• Action item: Look through the records and copy each line that has "protos" in it.

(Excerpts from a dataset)
Content starts

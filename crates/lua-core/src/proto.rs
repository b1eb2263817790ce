//! Function templates.

use crate::instruction::Instruction;
use crate::value::LuaValue;
use std::rc::Rc;

// ── Function prototype ────────────────────────────────────────────────────────

/// A compiled function prototype, immutable once handed to the engine.
///
/// Every Lua function (main chunk or nested function) is described by a
/// `Proto`. Closures share a `Proto` via `Rc`; upvalue cells are per-instance.
#[derive(Debug, Default)]
pub struct Proto {
    /// Debug: chunk name used in error locations.
    pub source: String,
    pub line_defined: u32,
    pub last_line_defined: u32,
    /// Number of fixed parameters.
    pub num_params: u8,
    /// Whether the function accepts varargs (`...`).
    pub is_vararg: bool,
    /// Registers the function needs.
    pub max_stack_size: u8,
    /// Bytecode instructions.
    pub code: Vec<Instruction>,
    /// Constant pool (nil, booleans, numbers, strings).
    pub constants: Vec<LuaValue>,
    /// How to obtain each upvalue when the closure is instantiated.
    pub upvalues: Vec<UpvalueDesc>,
    /// Nested function prototypes referenced by `CLOSURE`.
    pub protos: Vec<Rc<Proto>>,
    /// Debug: source line of each instruction; may be empty.
    pub line_info: Vec<u32>,
}

impl Proto {
    /// Source line for the instruction at `pc`, falling back to `pc + 1`
    /// when the template carries no line information.
    pub fn line_at(&self, pc: usize) -> u32 {
        self.line_info
            .get(pc)
            .copied()
            .unwrap_or(pc as u32 + 1)
    }
}

// ── Upvalue descriptors ───────────────────────────────────────────────────────

/// Describes where to find an upvalue at closure instantiation time.
#[derive(Debug, Clone, Copy, PartialEq, Eq)]
pub enum UpvalueDesc {
    /// Capture the local at register `reg` in the **immediately enclosing** call frame.
    Stack(u8),
    /// Re-use upvalue at index `idx` from the **enclosing** closure.
    Upvalue(u8),
}

// ── Proto builder ─────────────────────────────────────────────────────────────

/// Mutable builder for a [`Proto`], for loaders and hand-assembled code.
#[derive(Debug, Default)]
pub struct ProtoBuilder {
    proto: Proto,
    line: u32,
}

impl ProtoBuilder {
    pub fn new(source: impl Into<String>) -> Self {
        Self {
            proto: Proto {
                source: source.into(),
                max_stack_size: 2,
                ..Proto::default()
            },
            line: 0,
        }
    }

    pub fn params(mut self, n: u8) -> Self {
        self.proto.num_params = n;
        self
    }

    pub fn vararg(mut self) -> Self {
        self.proto.is_vararg = true;
        self
    }

    pub fn max_stack(mut self, n: u8) -> Self {
        self.proto.max_stack_size = n;
        self
    }

    pub fn lines(mut self, defined: u32, last: u32) -> Self {
        self.proto.line_defined = defined;
        self.proto.last_line_defined = last;
        self
    }

    /// Source line attached to subsequently emitted instructions.
    pub fn set_line(&mut self, line: u32) {
        self.line = line;
    }

    /// Append an instruction and return its pc.
    pub fn emit(&mut self, inst: Instruction) -> usize {
        self.proto.code.push(inst);
        if self.line > 0 {
            self.proto.line_info.resize(self.proto.code.len() - 1, self.line);
            self.proto.line_info.push(self.line);
        }
        self.proto.code.len() - 1
    }

    /// Pc the next emitted instruction will get.
    pub fn pc(&self) -> usize {
        self.proto.code.len()
    }

    /// Overwrite an already emitted instruction (jump patching).
    pub fn patch(&mut self, pc: usize, inst: Instruction) {
        self.proto.code[pc] = inst;
    }

    /// Intern a constant and return its pool index. Integers and floats are
    /// kept apart even when numerically equal.
    pub fn constant(&mut self, value: impl Into<LuaValue>) -> u32 {
        let value = value.into();
        debug_assert!(
            !matches!(value, LuaValue::Table(_) | LuaValue::Function(_)),
            "tables and functions cannot be constants"
        );
        let same = |c: &LuaValue| {
            std::mem::discriminant(c) == std::mem::discriminant(&value)
                && match (c, &value) {
                    (LuaValue::Float(a), LuaValue::Float(b)) => a.to_bits() == b.to_bits(),
                    (a, b) => a == b,
                }
        };
        if let Some(idx) = self.proto.constants.iter().position(same) {
            return idx as u32;
        }
        self.proto.constants.push(value);
        (self.proto.constants.len() - 1) as u32
    }

    pub fn upvalue(&mut self, desc: UpvalueDesc) -> u8 {
        self.proto.upvalues.push(desc);
        (self.proto.upvalues.len() - 1) as u8
    }

    pub fn proto(&mut self, proto: impl Into<Rc<Proto>>) -> u32 {
        self.proto.protos.push(proto.into());
        (self.proto.protos.len() - 1) as u32
    }

    pub fn build(self) -> Proto {
        self.proto
    }

    pub fn finish(self) -> Rc<Proto> {
        Rc::new(self.build())
    }
}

Content ends

• Exercise response:
    pub protos: Vec<Rc<Proto>>,
        self.proto.protos.push(proto.into());
        (self.proto.protos.len() - 1) as u32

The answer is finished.